King of the Khuman kingdom
- Monarch: 450 CE – 520 CE
- Predecessor: Kachengwa Yengmaba
- Successor: Khomba Ningthouba
- Spouse: Wangamlon Naokhamba Chanu Leirum Lembi
- Issue: Khomba Ningthouba

Names
- Adon Mongba Khomba
- House: Khuman dynasty
- Father: Kachengwa Yengmaba
- Religion: Sanamahism
- Occupation: Monarch

= Adon Nongba Khomba =

King of the Khuman dynasty of Manipur (450–520 CE)

Adon Nongba Khomba (Old Manipuri: ꯑꯇꯣꯟ ꯅꯣꯡꯄ ꯈꯣꯝꯄ, romanised: Aton Nongpa Khompa) (Note: Also spelled as Adon Mongba Khomba (ꯑꯗꯣꯟ ꯃꯣꯡꯕ ꯈꯣꯝꯕ) or Aton Mongpa Khompa (ꯑꯇꯣꯟ ꯃꯣꯡꯄ ꯈꯣꯝꯄ).) was a ruler of the Khuman dynasty who reigned from 450 CE to 520 CE.

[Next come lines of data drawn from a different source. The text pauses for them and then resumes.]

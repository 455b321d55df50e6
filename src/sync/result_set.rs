use std::sync::Arc;

use crate::col::ResultSetMetaData;
use crate::error::Result;
use crate::protocol::connection::ResultSetCell;
use crate::protocol::data::ResultSetId;
use crate::protocol::database::DatabaseProtocol;
use crate::resultset::RowView;
use crate::share::{Sharing, Unsynchronized};
use crate::sync::conn::ProtocolCell;
use crate::value::{Date, Time, Timestamp, Value};

/// Rows produced by a query
///
/// Rows are read from the connection as [`next`](Self::next) advances. When
/// another operation needs the connection first, the remaining rows are moved
/// into memory and iteration goes on from there.
pub struct ResultSet<P: DatabaseProtocol, S: Sharing = Unsynchronized> {
    protocol: ProtocolCell<P, S>,
    cell: ResultSetCell<P, S>,
    id: ResultSetId,
}

impl<P: DatabaseProtocol, S: Sharing> ResultSet<P, S> {
    pub(crate) fn new(protocol: ProtocolCell<P, S>, id: ResultSetId, cell: ResultSetCell<P, S>) -> Self {
        Self { protocol, cell, id }
    }

    pub fn id(&self) -> ResultSetId {
        self.id
    }

    /// Advance to the next row; `false` once the rows are exhausted
    pub fn next(&mut self) -> Result<bool> {
        S::with(&self.protocol, |p| S::with(&self.cell, |rs| rs.next(p)))
    }

    pub fn close(&mut self) -> Result<()> {
        S::with(&self.protocol, |p| S::with(&self.cell, |rs| rs.close(p)))
    }

    pub fn is_closed(&self) -> Result<bool> {
        S::with(&self.cell, |rs| Ok(rs.is_closed()))
    }

    /// Whether unread rows are still pending on the connection
    pub fn is_connection_attached(&self) -> Result<bool> {
        S::with(&self.cell, |rs| Ok(rs.is_connection_attached()))
    }

    pub fn metadata(&self) -> Result<Arc<ResultSetMetaData<P::DataType>>> {
        S::with(&self.cell, |rs| Ok(Arc::clone(rs.metadata())))
    }

    pub fn column_count(&self) -> Result<usize> {
        S::with(&self.cell, |rs| Ok(rs.metadata().column_count()))
    }

    pub fn column_label(&self, index: usize) -> Result<String> {
        S::with(&self.cell, |rs| rs.metadata().column_label(index).map(ToOwned::to_owned))
    }

    /// Index of the column labelled `label`
    pub fn find_column(&self, label: &str) -> Result<usize> {
        S::with(&self.cell, |rs| rs.metadata().find_column(label))
    }

    fn with_row<R>(&self, f: impl FnOnce(&RowView<'_, Arc<P::Decoder>>) -> Result<R>) -> Result<R> {
        S::with(&self.cell, |rs| f(&rs.row_view()?))
    }

    pub fn get_boolean(&self, index: usize) -> Result<bool> {
        self.with_row(|row| row.get_boolean(index))
    }

    pub fn get_byte(&self, index: usize) -> Result<i8> {
        self.with_row(|row| row.get_byte(index))
    }

    pub fn get_short(&self, index: usize) -> Result<i16> {
        self.with_row(|row| row.get_short(index))
    }

    pub fn get_int(&self, index: usize) -> Result<i32> {
        self.with_row(|row| row.get_int(index))
    }

    pub fn get_long(&self, index: usize) -> Result<i64> {
        self.with_row(|row| row.get_long(index))
    }

    pub fn get_float(&self, index: usize) -> Result<f32> {
        self.with_row(|row| row.get_float(index))
    }

    pub fn get_double(&self, index: usize) -> Result<f64> {
        self.with_row(|row| row.get_double(index))
    }

    #[cfg(feature = "with-rust-decimal")]
    pub fn get_decimal(&self, index: usize) -> Result<rust_decimal::Decimal> {
        self.with_row(|row| row.get_decimal(index))
    }

    pub fn get_string(&self, index: usize) -> Result<Arc<str>> {
        self.with_row(|row| row.get_string(index))
    }

    pub fn get_bytes(&self, index: usize) -> Result<Vec<u8>> {
        self.with_row(|row| row.get_bytes(index))
    }

    pub fn get_date(&self, index: usize) -> Result<Date> {
        self.with_row(|row| row.get_date(index))
    }

    pub fn get_time(&self, index: usize) -> Result<Time> {
        self.with_row(|row| row.get_time(index))
    }

    pub fn get_timestamp(&self, index: usize) -> Result<Timestamp> {
        self.with_row(|row| row.get_timestamp(index))
    }

    pub fn get_object(&self, index: usize) -> Result<Value> {
        self.with_row(|row| row.get_object(index))
    }
}

impl<P: DatabaseProtocol, S: Sharing> Drop for ResultSet<P, S> {
    fn drop(&mut self) {
        if let Ok(false) = self.is_closed()
            && let Err(e) = self.close()
        {
            tracing::warn!(error = %e, result_set = self.id, "failed to close result set on drop");
        }
    }
}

He was a contemporary of King Naophangba of the Ningthouja dynasty, who ruled from 427 CE to 517 CE.

== Family ==

=== Parents ===
His father and predecessor was Adon Kajeng Wayenba (also known as Kachengwa Yengmaba), and his mother was Wangamlon Pengsiba Chanu Leirum Chengbi of the Ningthouja dynasty.

=== Son and successor ===
He was succeeded by his son, Khomba Ningthouba, who was mothered by his Queen Wangamlon Naokhamba Chanu Leirum Lembi of the Ningthouja dynasty.